Reformas ortográficas têm sido feitas aos borbotões, só que ninguém mexe naquilo que facilitaria nossas vidas. Acompanhem meu raciocínio.

Você sabe o que são as perífrases? Não? Puxe pela memória. Perífrase é, segundo o Aurélio, a “designação de alguém ou de algo por construção que dê relevo a uma de suas qualidades, e não por seu nome”. O exemplo do dicionário é “a luz de minha vida em lugar de meu amor”. Talvez, feito eu, você conhecesse a “coisa”, mas nunca soube seu nome — ou, se soube, não o reteve.

Sem querer abusar de sua paciência, vou ao fundo do fundo buscar a palavra “tmese”, sinônimo de mesóclise, quer dizer, a “intercalação de pronome átono em um verbo”. Um exemplo da minha cachola: “Dir-te-iam, em áureos tempos, que andamos às cegas rumo ao fim do mundo.” Uma frase meio pessimista, mas esqueça sua mensagem, a frase tem a única intenção de ilustrar o que vem a ser uma tmese.

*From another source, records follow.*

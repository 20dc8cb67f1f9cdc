//! Integration tests for the object-store filesystem.
//!
//! Everything runs against `MemoryStore`, which counts calls and can fail
//! the next request of a given kind.

use std::io::Write;
use std::pin::Pin;
use std::sync::Arc;
use std::task::{Context, Poll};

use bytes::Bytes;
use tokio::io::AsyncWrite;

use cloudfs_kernel::{
    CloudFsConfig, FileProvider, FileSystem, FsFlow, MemoryStore, ObjectStoreFs, Presence,
    StoreOp, VfsError, READ_CHUNK_SIZE,
};

fn config() -> CloudFsConfig {
    CloudFsConfig::new("AKIA", "secret", "cms-media", "us-east-1")
}

fn setup() -> (Arc<MemoryStore>, ObjectStoreFs) {
    let store = Arc::new(MemoryStore::new("cms-media"));
    let fs = ObjectStoreFs::new(store.clone(), &config());
    (store, fs)
}

async fn write(fs: &ObjectStoreFs, path: &str, data: &[u8]) {
    fs.write_file(path, Bytes::copy_from_slice(data))
        .await
        .unwrap();
}

/// Sink that counts what it is given and throws it away.
#[derive(Default)]
struct CountingSink {
    bytes: u64,
    flushed: bool,
}

impl AsyncWrite for CountingSink {
    fn poll_write(
        self: Pin<&mut Self>,
        _cx: &mut Context<'_>,
        buf: &[u8],
    ) -> Poll<std::io::Result<usize>> {
        self.get_mut().bytes += buf.len() as u64;
        Poll::Ready(Ok(buf.len()))
    }

    fn poll_flush(self: Pin<&mut Self>, _cx: &mut Context<'_>) -> Poll<std::io::Result<()>> {
        self.get_mut().flushed = true;
        Poll::Ready(Ok(()))
    }

    fn poll_shutdown(self: Pin<&mut Self>, _cx: &mut Context<'_>) -> Poll<std::io::Result<()>> {
        Poll::Ready(Ok(()))
    }
}

// ============================================================================
// Listing
// ============================================================================

#[tokio::test]
async fn test_created_directory_is_listed_but_sentinel_is_not() {
    let (_store, fs) = setup();
    fs.create_directory("~/upload/28").await.unwrap();

    let dirs = fs.get_directories("~/upload").await.unwrap();
    assert_eq!(dirs.len(), 1);
    assert_eq!(dirs[0].name, "28");
    assert_eq!(dirs[0].virtual_path, "~/upload/28");

    assert!(fs.get_files("~/upload/28").await.unwrap().is_empty());
    assert!(fs.directory_exists("~/upload/28").await);
    assert!(!fs.directory_exists("~/upload/29").await);
}

#[tokio::test]
async fn test_get_files_skips_zero_byte_objects() {
    let (_store, fs) = setup();
    write(&fs, "~/docs/report.pdf", b"%PDF-1.7").await;
    write(&fs, "~/docs/placeholder.txt", b"").await;
    write(&fs, "~/docs/nested/deep.txt", b"deep").await;

    let files = fs.get_files("~/docs/").await.unwrap();
    let names: Vec<_> = files.iter().map(|f| f.name.as_str()).collect();
    assert_eq!(names, vec!["report.pdf"]);
    assert_eq!(files[0].virtual_path, "~/docs/report.pdf");
    assert_eq!(files[0].length, 8);

    let dirs = fs.get_directories("~/docs").await.unwrap();
    assert_eq!(dirs.len(), 1);
    assert_eq!(dirs[0].virtual_path, "~/docs/nested");
}

#[tokio::test]
async fn test_root_listing() {
    let (_store, fs) = setup();
    write(&fs, "~/top.txt", b"top").await;
    fs.create_directory("~/upload").await.unwrap();

    let files = fs.get_files("~/").await.unwrap();
    assert_eq!(files.len(), 1);
    assert_eq!(files[0].virtual_path, "~/top.txt");

    let dirs = fs.get_directories("~").await.unwrap();
    assert_eq!(dirs.len(), 1);
    assert_eq!(dirs[0].name, "upload");
}

#[tokio::test]
async fn test_listed_entries_are_addressable() {
    let (store, fs) = setup();
    for name in ["photo[1].jpg", "100%.png", "~me.txt", "a#b c.txt"] {
        write(&fs, &format!("~/upload/{name}"), b"data").await;
    }

    let files = fs.get_files("~/upload").await.unwrap();
    assert_eq!(files.len(), 4);
    for file in &files {
        assert_eq!(fs.get_file(&file.virtual_path).await.unwrap(), *file);
        assert!(fs.file_exists(&file.virtual_path).await);
        assert!(fs.public_url(&file.virtual_path).ends_with(&format!("/upload/{}", file.name)));
    }

    for file in &files {
        fs.delete_file(&file.virtual_path).await.unwrap();
    }
    assert!(store.is_empty());
}

#[tokio::test]
async fn test_list_failure_carries_context() {
    let (store, fs) = setup();
    store.fail_next(StoreOp::List);
    let err = fs.get_files("~/upload").await.unwrap_err();
    match err {
        VfsError::Store { op, key, bucket, .. } => {
            assert_eq!(op, StoreOp::List);
            assert_eq!(key, "upload/");
            assert_eq!(bucket, "cms-media");
        }
        other => panic!("unexpected error: {other}"),
    }
}

// ============================================================================
// Existence
// ============================================================================

#[tokio::test]
async fn test_exists_reports_false_on_store_failure() {
    let (store, fs) = setup();
    write(&fs, "~/a.txt", b"a").await;
    assert!(fs.file_exists("~/a.txt").await);

    store.fail_next(StoreOp::HeadObject);
    assert!(!fs.file_exists("~/a.txt").await);

    store.fail_next(StoreOp::HeadObject);
    assert!(fs.probe_file("~/a.txt").await.is_err());

    assert_eq!(fs.probe_file("~/a.txt").await.unwrap(), Presence::Present);
}

// ============================================================================
// Mutations and events
// ============================================================================

#[tokio::test]
async fn test_write_publishes_normalized_path() {
    let (_store, fs) = setup();
    let mut sub = fs.subscribe("file.*");

    write(&fs, "/upload/a.png", b"png").await;

    let msg = sub.try_recv().unwrap();
    assert_eq!(msg.subject, "file.written");
    assert_eq!(
        msg.payload,
        FsFlow::Written {
            path: "~/upload/a.png".into()
        }
    );
}

#[tokio::test]
async fn test_failed_write_publishes_nothing() {
    let (store, fs) = setup();
    let mut sub = fs.subscribe(">");

    store.fail_next(StoreOp::PutObject);
    let err = fs
        .write_file("~/a.txt", Bytes::from_static(b"a"))
        .await
        .unwrap_err();
    assert!(matches!(err, VfsError::Store { op: StoreOp::PutObject, .. }));
    assert!(sub.drain().is_empty());
    assert!(store.is_empty());
}

#[tokio::test]
async fn test_delete_event_carries_caller_path() {
    let (store, fs) = setup();
    write(&fs, "~/upload/old.jpg", b"jpg").await;
    let mut sub = fs.subscribe("file.deleted");

    fs.delete_file("upload/old.jpg").await.unwrap();

    assert!(store.is_empty());
    let msg = sub.try_recv().unwrap();
    assert_eq!(
        msg.payload,
        FsFlow::Deleted {
            path: "upload/old.jpg".into()
        }
    );
}

#[tokio::test]
async fn test_copy_applies_upload_headers() {
    let (store, fs) = setup();
    write(&fs, "~/a/logo.svg", b"<svg/>").await;
    let mut sub = fs.subscribe("file.copied");

    fs.copy_file("~/a/logo.svg", "/b/logo.svg").await.unwrap();

    let copy = store.object("b/logo.svg").unwrap();
    assert_eq!(copy.data, Bytes::from_static(b"<svg/>"));
    assert_eq!(copy.options.content_type.as_deref(), Some("image/svg+xml"));
    assert_eq!(
        copy.options.cache_control.as_deref(),
        Some("public, max-age=31536000")
    );
    assert!(store.object("a/logo.svg").is_some());

    assert_eq!(
        sub.try_recv().unwrap().payload,
        FsFlow::Copied {
            from: "~/a/logo.svg".into(),
            to: "~/b/logo.svg".into()
        }
    );
}

#[tokio::test]
async fn test_copy_missing_source_is_not_found() {
    let (_store, fs) = setup();
    let err = fs.copy_file("~/nope.txt", "~/dst.txt").await.unwrap_err();
    assert!(err.is_not_found());
}

#[tokio::test]
async fn test_move_publishes_only_moved() {
    let (store, fs) = setup();
    write(&fs, "~/in/a.txt", b"a").await;
    let mut sub = fs.subscribe(">");

    fs.move_file("~/in/a.txt", "~/out/a.txt").await.unwrap();

    assert_eq!(store.keys(), vec!["out/a.txt"]);
    let events: Vec<_> = sub.drain().into_iter().map(|m| m.payload).collect();
    assert_eq!(
        events,
        vec![FsFlow::Moved {
            from: "~/in/a.txt".into(),
            to: "~/out/a.txt".into()
        }]
    );
}

#[tokio::test]
async fn test_move_is_not_atomic_but_retry_converges() {
    let (store, fs) = setup();
    write(&fs, "~/in/a.txt", b"payload").await;
    let mut sub = fs.subscribe("file.moved");

    store.fail_next(StoreOp::DeleteObject);
    let err = fs.move_file("~/in/a.txt", "~/out/a.txt").await.unwrap_err();
    assert!(matches!(err, VfsError::Store { op: StoreOp::DeleteObject, .. }));

    // Copy landed, delete did not: both exist and no event went out.
    assert_eq!(store.keys(), vec!["in/a.txt", "out/a.txt"]);
    assert!(sub.drain().is_empty());

    fs.move_file("~/in/a.txt", "~/out/a.txt").await.unwrap();
    assert_eq!(store.keys(), vec!["out/a.txt"]);
    assert_eq!(
        store.object("out/a.txt").unwrap().data,
        Bytes::from_static(b"payload")
    );
    assert_eq!(sub.drain().len(), 1);
}

#[tokio::test]
async fn test_create_directory_writes_sentinel() {
    let (store, fs) = setup();
    let mut sub = fs.subscribe("directory.created");

    fs.create_directory("~/upload/28/").await.unwrap();

    let sentinel = store.object("upload/28/__empty").unwrap();
    assert!(sentinel.data.is_empty());
    assert_eq!(store.len(), 1);
    assert!(fs.directory_exists("~/upload/28").await);
    assert_eq!(
        sub.try_recv().unwrap().payload,
        FsFlow::DirectoryCreated {
            path: "~/upload/28".into()
        }
    );
}

// ============================================================================
// Directory removal
// ============================================================================

#[tokio::test]
async fn test_delete_directory_removes_whole_tree() {
    let (store, fs) = setup();
    fs.create_directory("~/site").await.unwrap();
    fs.create_directory("~/site/img").await.unwrap();
    fs.create_directory("~/site/img/thumbs").await.unwrap();
    write(&fs, "~/site/index.html", b"<html/>").await;
    write(&fs, "~/site/img/a.png", b"png").await;
    write(&fs, "~/site/img/empty.bin", b"").await;
    write(&fs, "~/site/img/thumbs/a.png", b"small").await;
    // Directory implied by a file, with no sentinel of its own.
    write(&fs, "~/site/css/main.css", b"body{}").await;
    write(&fs, "~/sitemap.xml", b"<urlset/>").await;
    write(&fs, "~/other/keep.txt", b"keep").await;

    let mut sub = fs.subscribe(">");
    fs.delete_directory("~/site").await.unwrap();

    assert_eq!(store.keys(), vec!["other/keep.txt", "sitemap.xml"]);
    let events: Vec<_> = sub.drain().into_iter().map(|m| m.payload).collect();
    assert_eq!(
        events,
        vec![FsFlow::DirectoryDeleted {
            path: "~/site".into()
        }]
    );
}

#[tokio::test]
async fn test_delete_directory_stops_on_failure() {
    let (store, fs) = setup();
    fs.create_directory("~/d").await.unwrap();
    write(&fs, "~/d/a.txt", b"a").await;
    let mut sub = fs.subscribe(">");

    store.fail_next(StoreOp::DeleteObject);
    assert!(fs.delete_directory("~/d").await.is_err());
    assert!(sub.drain().is_empty());

    fs.delete_directory("~/d").await.unwrap();
    assert!(store.is_empty());
}

#[tokio::test]
async fn test_move_directory_is_unsupported() {
    let (store, fs) = setup();
    fs.create_directory("~/a").await.unwrap();
    let mut sub = fs.subscribe(">");
    let calls = store.call_count();

    let err = fs.move_directory("~/a", "~/b").await.unwrap_err();
    assert!(matches!(err, VfsError::Unsupported("move_directory")));
    assert_eq!(store.call_count(), calls);
    assert!(sub.drain().is_empty());
}

// ============================================================================
// Reading
// ============================================================================

#[tokio::test]
async fn test_streaming_read_chunks() {
    for size in [0usize, 1, 32_768, 32_769, 10_000_000] {
        let store = Arc::new(MemoryStore::new("cms-media").with_max_read(1000));
        let fs = ObjectStoreFs::new(store.clone(), &config());
        let data: Vec<u8> = (0..size).map(|i| (i % 251) as u8).collect();
        fs.write_file("~/blob.bin", Bytes::from(data)).await.unwrap();

        let mut sink = CountingSink::default();
        let stats = fs.read_file_contents("~/blob.bin", &mut sink).await.unwrap();

        let expected_chunks = size.div_ceil(READ_CHUNK_SIZE) as u64;
        assert_eq!(stats.bytes, size as u64, "size {size}");
        assert_eq!(stats.chunks, expected_chunks, "size {size}");
        assert_eq!(sink.bytes, size as u64, "size {size}");
        assert!(sink.flushed);
    }
}

#[tokio::test]
async fn test_streaming_read_preserves_content() {
    let (_store, fs) = setup();
    let data: Vec<u8> = (0..100_000u32).map(|i| (i * 7 % 256) as u8).collect();
    fs.write_file("~/x.bin", Bytes::from(data.clone()))
        .await
        .unwrap();

    let mut out: Vec<u8> = Vec::new();
    fs.read_file_contents("~/x.bin", &mut out).await.unwrap();
    assert_eq!(out, data);
}

#[tokio::test]
async fn test_streaming_read_missing_object() {
    let (_store, fs) = setup();
    let mut sink = CountingSink::default();
    let err = fs
        .read_file_contents("~/missing.bin", &mut sink)
        .await
        .unwrap_err();
    assert!(err.is_not_found());
    assert!(err.to_string().contains("cms-media/missing.bin"));
    assert_eq!(sink.bytes, 0);
}

#[tokio::test]
async fn test_open_file_is_seekable() {
    use std::io::{Read, Seek, SeekFrom};

    let (_store, fs) = setup();
    write(&fs, "~/notes.txt", b"hello world").await;

    let mut cursor = fs.open_file("~/notes.txt").await.unwrap();
    cursor.seek(SeekFrom::Start(6)).unwrap();
    let mut rest = String::new();
    cursor.read_to_string(&mut rest).unwrap();
    assert_eq!(rest, "world");
}

#[tokio::test]
async fn test_write_from_reader() {
    let (store, fs) = setup();
    let mut reader: &[u8] = b"streamed upload";
    let written = fs.write_from_reader("~/up.txt", &mut reader).await.unwrap();
    assert_eq!(written, 15);
    assert_eq!(
        store.object("up.txt").unwrap().options.content_type.as_deref(),
        Some("text/plain")
    );
}

#[tokio::test]
async fn test_search_is_empty() {
    let (_store, fs) = setup();
    write(&fs, "~/findme.txt", b"x").await;
    let scopes = vec!["~/".to_string()];
    assert!(fs.search_files("findme", &scopes).await.is_empty());
}

// ============================================================================
// Configuration
// ============================================================================

#[tokio::test]
async fn test_config_file_drives_uploads() {
    let mut file = tempfile::NamedTempFile::new().unwrap();
    writeln!(
        file,
        r#"
access_key_id = "AKIA"
secret_access_key = "secret"
bucket = "cms-media"
region = "eu-central-1"
public_read = false
cache_max_age_secs = 600
public_base_url = "https://cdn.example.com/"
"#
    )
    .unwrap();

    let provider = FileProvider::load(file.path()).unwrap();
    let config = CloudFsConfig::from_provider(&provider).unwrap();
    let store = Arc::new(MemoryStore::new("cms-media"));
    let fs = ObjectStoreFs::new(store.clone(), &config);

    write(&fs, "~/a.css", b"a{}").await;
    let object = store.object("a.css").unwrap();
    assert_eq!(object.options.acl, cloudfs_kernel::ObjectAcl::Private);
    assert_eq!(object.options.cache_control.as_deref(), Some("public, max-age=600"));
    assert_eq!(fs.public_url("~/a.css"), "https://cdn.example.com/a.css");
}

#[test]
fn test_missing_config_fails_fast() {
    let provider = FileProvider::parse("bucket = \"b\"\nregion = \"r\"").unwrap();
    let err = ObjectStoreFs::from_provider(&provider).unwrap_err();
    assert!(matches!(err, VfsError::Config(_)));
    assert!(err.to_string().contains("access_key_id"));
}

As palavras anteriores e outras tantas, mal-encaradas em sua essência, fazem parte do que poderia ser visto como o suprassumo da gramática. Todos passaríamos bem sem elas caso não enfrentássemos tantas provas ao longo da vida de estudante. Provas que, nesse caso específico, foram apenas uma cobrança da nossa capacidade de memorização.





Meu texto quis apenas isto: chamar a atenção para os efeitos das mudanças no terreno da língua. (Acabo de escrever uma catáfora, “unidade linguística que se refere a outra, enunciada mais adiante”). Como os exemplos que citei provam por a mais b, as mudanças ortográficas repercutem na vida real, que vibra muito além da palavra escrita (o que podemos esperar do mundo lusófono sem o trema?). Sendo assim, um conselho, a essa altura óbvio, aos sabichões que porventura resolvam dedicar seu precioso tempo à exigida simplificação: muito cuidado com as consequências que podem advir daí. Pensem, ponderem. Repensem e ponderem mais uma vez. De qualquer modo, pelo amor ao deus das coisas triviais, corram o risco. Antevejo, de cara, um efeito colateral positivo na mudança: facilitará a decoreba, melhorando, com isso, a nota da moçada.